After arousal, the epithelium of the lungfish intestine recovers many of its features when the lungfish is in water. This occurs in about 6 days. The recovery time is longer than that observed in birds and mammals after experimental fasting (Dunel-Erb et al., 2001; Karasov et al., 2004), but similar to that observed after mammalian hibernation (Carey, 1990; Hume et al., 2002). In fact, recovery appears to be slower after long fasting periods (Hume et al., 2002). Of note, the epithelium of the spiral intestine appears stratified at 6 months of aestivation. Epithelia of this kind can easily be transformed into columnar epithelia (Starck and Beese, 2001) without recurring to high mitotic activity that requires elevated energy costs. This is a strategy that appeared unique to the Burmese python (Python molurus bivittatus) (Starck and Beese, 2001), but seems to be shared by lungfish. The difference is that, in the lungfish, epithelial cells have to develop full phenotype characteristics. This makes the structural recovery more remarkable and explains the growing microvilli and cilia, and the progressive acquisition of the PAS-positive staining. Nonetheless, the lungfish gut does not fully attain freshwater features during the arousal period studied here. It should be mentioned that, although the animals may swallow water, they were not supplied with food.
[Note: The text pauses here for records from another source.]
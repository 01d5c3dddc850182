//! Spanner diagnostics - detects dangling, stale and inverted spanners
//!
//! A spanner is healthy when both handles resolve to a chord or rest that
//! still starts at the stored tick on the stored track, and the end does not
//! precede the start.

use crate::models::{Element, Score, SpannerData, SpannerKind};
use crate::rewrite::spanners::tremolo_fits;

use super::{DiagnosticMark, DiagnosticSeverity};

/// Check every spanner of the score
pub fn analyze_spanners(score: &Score) -> Vec<DiagnosticMark> {
    let mut marks = Vec::new();

    for id in score.spanners() {
        let Some(data) = score.element(id).and_then(Element::as_spanner) else {
            continue;
        };
        let mark = |severity, kind: &str, message: String| {
            DiagnosticMark::new(id, data.tick, data.track, severity, kind, message).with_end(data.tick2)
        };

        if data.tick2 < data.tick {
            marks.push(mark(
                DiagnosticSeverity::Error,
                "spanner_inverted",
                format!("{} ends at {} before it starts at {}", data.kind.name(), data.tick2, data.tick),
            ));
        }

        let start_ok = endpoint_ok(score, data, true);
        let end_ok = endpoint_ok(score, data, false);
        if !start_ok {
            marks.push(mark(
                DiagnosticSeverity::Error,
                "spanner_dangling_start",
                format!("{} start does not resolve at {} track {}", data.kind.name(), data.tick, data.track),
            ));
        }
        if !end_ok {
            marks.push(mark(
                DiagnosticSeverity::Error,
                "spanner_dangling_end",
                format!("{} end does not resolve at {} track {}", data.kind.name(), data.tick2, data.track2),
            ));
        }

        if data.kind == SpannerKind::Tremolo && start_ok && end_ok {
            if let (Some(a), Some(b)) = (data.start_element, data.end_element) {
                if !tremolo_fits(score, a, b) {
                    marks.push(mark(
                        DiagnosticSeverity::Warning,
                        "tremolo_not_adjacent",
                        "Tremolo chords are not adjacent equal chords in one measure".to_string(),
                    ));
                }
            }
        }
    }

    marks
}

fn endpoint_ok(score: &Score, data: &SpannerData, start: bool) -> bool {
    let (handle, tick, track) = if start {
        (data.start_element, data.tick, data.track)
    } else {
        (data.end_element, data.tick2, data.track2)
    };
    let Some(el) = handle else {
        return false;
    };
    let live = score
        .element(el)
        .and_then(Element::chord_rest)
        .map_or(false, |cr| cr.track == track);
    live && score.chord_rest_tick(el) == Some(tick)
}

#[cfg(test)]
mod tests {
    use super::*;
    use crate::models::*;

    fn slurred() -> Score {
        ScoreBuilder::new(1)
            .measures(2, 4, 4)
            .voice(0, 0, &[Event::note(60, DurationType::Half), Event::note(62, DurationType::Half)])
            .spanner(SpannerKind::Slur, 0, (0, Fraction::zero()), (0, Fraction::new(1, 2)))
            .build()
    }

    #[test]
    fn test_matched_slur() {
        assert!(analyze_spanners(&slurred()).is_empty());
    }

    #[test]
    fn test_dangling_end() {
        let mut score = slurred();
        let end = score.chord_rest_at(Fraction::new(1, 2), 0).unwrap();
        score.detach_subtree(end);
        let marks = analyze_spanners(&score);
        assert_eq!(marks.len(), 1);
        assert_eq!(marks[0].kind, "spanner_dangling_end");
    }

    #[test]
    fn test_inverted() {
        let mut score = slurred();
        let slur = score.spanners()[0];
        if let Some(Element::Spanner(s)) = score.element_mut(slur) {
            std::mem::swap(&mut s.tick, &mut s.tick2);
            std::mem::swap(&mut s.start_element, &mut s.end_element);
        }
        let kinds: Vec<String> = analyze_spanners(&score).into_iter().map(|m| m.kind).collect();
        assert_eq!(kinds, vec!["spanner_inverted".to_string()]);
    }

    #[test]
    fn test_tremolo_across_barline_is_flagged() {
        let score = ScoreBuilder::new(1)
            .measures(2, 4, 4)
            .voice(0, 0, &[Event::dotted(60, DurationType::Half), Event::note(62, DurationType::Quarter)])
            .voice(1, 0, &[Event::note(64, DurationType::Quarter)])
            .spanner(SpannerKind::Tremolo, 0, (0, Fraction::new(3, 4)), (1, Fraction::zero()))
            .build();
        let marks = analyze_spanners(&score);
        assert_eq!(marks.len(), 1);
        assert_eq!(marks[0].severity, DiagnosticSeverity::Warning);
    }
}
In fact, lungfish refuse to eat until at least the beginning of the second week after arousal (unpublished observations). This may indicate that the animals will only feed when some restructuring of the epithelium has taken place, that initial recovery is independent of food intake, and that it relies on internal mechanisms rather than on the availability of nutrients. However, feeding may be necessary for full structural recovery (Cramp and Franklin, 2003). Complete functional recovery may take up to three months (Cramp and Franklin, 2003).